*Work to be completed:*
Begin with the first line of the entries below and reproduce each line exactly, ending with the line that holds "use std::fmt;".

Extracted records Block Start

// src/schema/measure.rs
//
// Closed set of reportable measures.
//
// Every measure owns a default column template and a group tag. Dispatch on the
// group is an exhaustive `match`, so adding a measure forces every consumer
// (reshaper, observers, CLI) to decide how to handle it.

use std::fmt;
use std::str::FromStr;

use serde::{Deserialize, Serialize};

use crate::error::Error;

/// Field holding the composite stratum key in a column template.
pub const STRATUM_FIELD: &str = "STRATUM";

/// How a measure's long table is assembled.
#[derive(Debug, Clone, Copy, PartialEq, Eq, Hash)]
pub enum MeasureGroup {
    /// Population counts; the column name itself is reported as the measure.
    Population,
    /// Deaths, YLLs, YLDs broken down by cause.
    ByCause,
    /// Person-time spent in a model state.
    StatePersonTime,
    /// Counts of model transitions.
    TransitionCount,
    /// Birth outcome counts and sums.
    Births,
}

#[derive(Debug, Clone, Copy, PartialEq, Eq, Hash, PartialOrd, Ord, Serialize, Deserialize)]
#[serde(rename_all = "snake_case")]
pub enum Measure {
    Population,
    Deaths,
    Ylls,
    Ylds,
    DiarrheaStatePersonTime,
    LriStatePersonTime,
    MeaslesStatePersonTime,
    ModeratePemStatePersonTime,
    SeverePemStatePersonTime,
    DiarrheaTransitionCount,
    LriTransitionCount,
    MeaslesTransitionCount,
    ModeratePemTransitionCount,
    SeverePemTransitionCount,
    StuntingStatePersonTime,
    WastingStatePersonTime,
    LiveBirthsCount,
    LowWeightBirthsCount,
    LowBirthWeightAndShortGestationSum,
}

impl Measure {
    pub const ALL: [Measure; 19] = [
        Measure::Population,
        Measure::Deaths,
        Measure::Ylls,
        Measure::Ylds,
        Measure::DiarrheaStatePersonTime,
        Measure::LriStatePersonTime,
        Measure::MeaslesStatePersonTime,
        Measure::ModeratePemStatePersonTime,
        Measure::SeverePemStatePersonTime,
        Measure::DiarrheaTransitionCount,
        Measure::LriTransitionCount,
        Measure::MeaslesTransitionCount,
        Measure::ModeratePemTransitionCount,
        Measure::SeverePemTransitionCount,
        Measure::StuntingStatePersonTime,
        Measure::WastingStatePersonTime,
        Measure::LiveBirthsCount,
        Measure::LowWeightBirthsCount,
        Measure::LowBirthWeightAndShortGestationSum,
    ];

    pub fn as_str(&self) -> &'static str {
        match self {
            Measure::Population => "population",
            Measure::Deaths => "deaths",
            Measure::Ylls => "ylls",
            Measure::Ylds => "ylds",
            Measure::DiarrheaStatePersonTime => "diarrhea_state_person_time",
            Measure::LriStatePersonTime => "lri_state_person_time",
            Measure::MeaslesStatePersonTime => "measles_state_person_time",
            Measure::ModeratePemStatePersonTime => "moderate_pem_state_person_time",
            Measure::SeverePemStatePersonTime => "severe_pem_state_person_time",
            Measure::DiarrheaTransitionCount => "diarrhea_transition_count",
            Measure::LriTransitionCount => "lri_transition_count",
            Measure::MeaslesTransitionCount => "measles_transition_count",
            Measure::ModeratePemTransitionCount => "moderate_pem_transition_count",
            Measure::SeverePemTransitionCount => "severe_pem_transition_count",
            Measure::StuntingStatePersonTime => "stunting_state_person_time",
            Measure::WastingStatePersonTime => "wasting_state_person_time",
            Measure::LiveBirthsCount => "live_births_count",
            Measure::LowWeightBirthsCount => "low_weight_births_count",
            Measure::LowBirthWeightAndShortGestationSum => {
                "low_birth_weight_and_short_gestation_sum"
            }
        }
    }

    pub fn group(&self) -> MeasureGroup {
        match self {
            Measure::Population => MeasureGroup::Population,
            Measure::Deaths | Measure::Ylls | Measure::Ylds => MeasureGroup::ByCause,
            Measure::DiarrheaStatePersonTime
            | Measure::LriStatePersonTime
            | Measure::MeaslesStatePersonTime
            | Measure::ModeratePemStatePersonTime
            | Measure::SeverePemStatePersonTime
            | Measure::StuntingStatePersonTime
            | Measure::WastingStatePersonTime => MeasureGroup::StatePersonTime,
            Measure::DiarrheaTransitionCount
            | Measure::LriTransitionCount
            | Measure::MeaslesTransitionCount
            | Measure::ModeratePemTransitionCount
            | Measure::SeverePemTransitionCount => MeasureGroup::TransitionCount,
            Measure::LiveBirthsCount
            | Measure::LowWeightBirthsCount
            | Measure::LowBirthWeightAndShortGestationSum => MeasureGroup::Births,
        }
    }

    /// Column template used when the configuration does not override it.
    pub fn default_template(&self) -> &'static str {
        match self {
            Measure::Population => "total_population_{POP_STATE}",
            Measure::Deaths => {
                "death_due_to_{CAUSE_OF_DEATH}_year_{YEAR}_sex_{SEX}_age_{AGE_GROUP}_{STRATUM}"
            }
            Measure::Ylls => {
                "ylls_due_to_{CAUSE_OF_DEATH}_year_{YEAR}_sex_{SEX}_age_{AGE_GROUP}_{STRATUM}"
            }
            Measure::Ylds => {
                "ylds_due_to_{CAUSE_OF_DISABILITY}_year_{YEAR}_sex_{SEX}_age_{AGE_GROUP}_{STRATUM}"
            }
            Measure::DiarrheaStatePersonTime => {
                "diarrheal_diseases_{DIARRHEA_STATE}_person_time_year_{YEAR}_sex_{SEX}_age_{AGE_GROUP}_{STRATUM}"
            }
            Measure::LriStatePersonTime => {
                "lower_respiratory_infections_{LRI_STATE}_person_time_year_{YEAR}_sex_{SEX}_age_{AGE_GROUP}_{STRATUM}"
            }
            Measure::MeaslesStatePersonTime => {
                "measles_{MEASLES_STATE}_person_time_year_{YEAR}_sex_{SEX}_age_{AGE_GROUP}_{STRATUM}"
            }
            Measure::ModeratePemStatePersonTime => {
                "moderate_protein_energy_malnutrition_{MODERATE_PEM_STATE}_person_time_year_{YEAR}_sex_{SEX}_age_{AGE_GROUP}_{STRATUM}"
            }
            Measure::SeverePemStatePersonTime => {
                "severe_protein_energy_malnutrition_{SEVERE_PEM_STATE}_person_time_year_{YEAR}_sex_{SEX}_age_{AGE_GROUP}_{STRATUM}"
            }
            Measure::DiarrheaTransitionCount => {
                "diarrheal_diseases_{DIARRHEA_TRANSITION}_event_count_year_{YEAR}_sex_{SEX}_age_{AGE_GROUP}_{STRATUM}"
            }
            Measure::LriTransitionCount => {
                "lower_respiratory_infections_{LRI_TRANSITION}_event_count_year_{YEAR}_sex_{SEX}_age_{AGE_GROUP}_{STRATUM}"
            }
            Measure::MeaslesTransitionCount => {
                "measles_{MEASLES_TRANSITION}_event_count_year_{YEAR}_sex_{SEX}_age_{AGE_GROUP}_{STRATUM}"
            }
            Measure::ModeratePemTransitionCount => {
                "moderate_protein_energy_malnutrition_{MODERATE_PEM_TRANSITION}_event_count_year_{YEAR}_sex_{SEX}_age_{AGE_GROUP}_{STRATUM}"
            }
            Measure::SeverePemTransitionCount => {
                "severe_protein_energy_malnutrition_{SEVERE_PEM_TRANSITION}_event_count_year_{YEAR}_sex_{SEX}_age_{AGE_GROUP}_{STRATUM}"
            }
            Measure::StuntingStatePersonTime => {
                "child_stunting_{CGF_RISK_STATE_NUMERIC}_person_time_year_{YEAR}_sex_{SEX}_age_{AGE_GROUP}"
            }
            Measure::WastingStatePersonTime => {
                "child_wasting_{CGF_RISK_STATE_NUMERIC}_person_time_year_{YEAR}_sex_{SEX}_age_{AGE_GROUP}"
            }
            Measure::LiveBirthsCount => "live_births_year_{YEAR}_sex_{SEX}",
            Measure::LowWeightBirthsCount => "low_weight_births_year_{YEAR}_sex_{SEX}",
            Measure::LowBirthWeightAndShortGestationSum => {
                "low_birth_weight_and_short_gestation_sum_year_{YEAR}_sex_{SEX}"
            }
        }
    }
}

impl fmt::Display for Measure {
    fn fmt(&self, f: &mut fmt::Formatter<'_>) -> fmt::Result {
        f.write_str(self.as_str())
    }
}

impl FromStr for Measure {
    type Err = Error;

    fn from_str(s: &str) -> Result<Self, Self::Err> {
        Measure::ALL
            .iter()
            .copied()
            .find(|m| m.as_str() == s)
            .ok_or_else(|| Error::UnknownMeasure(s.to_string()))
    }
}

#[cfg(test)]
mod tests {
    use super::*;

    #[test]
    fn names_round_trip_through_from_str() {
        for m in Measure::ALL {
            assert_eq!(m.as_str().parse::<Measure>().unwrap(), m);
        }
    }

    #[test]
    fn unknown_name_is_unknown_measure() {
        let err = "dalys".parse::<Measure>().unwrap_err();
        assert!(matches!(err, Error::UnknownMeasure(ref m) if m == "dalys"));
    }

    #[test]
    fn serde_names_match_display() {
        let json = serde_json::to_string(&Measure::MeaslesTransitionCount).unwrap();
        assert_eq!(json, "\"measles_transition_count\"");
    }

    #[test]
    fn groups_partition_measures() {
        assert_eq!(Measure::Ylds.group(), MeasureGroup::ByCause);
        assert_eq!(
            Measure::WastingStatePersonTime.group(),
            MeasureGroup::StatePersonTime
        );
        assert_eq!(Measure::LiveBirthsCount.group(), MeasureGroup::Births);
    }
}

Extracted records Block End

*Output below:*
// src/schema/measure.rs
//
// Closed set of reportable measures.
//
// Every measure owns a default column template and a group tag. Dispatch on the
// group is an exhaustive `match`, so adding a measure forces every consumer
// (reshaper, observers, CLI) to decide how to handle it.

use std::fmt;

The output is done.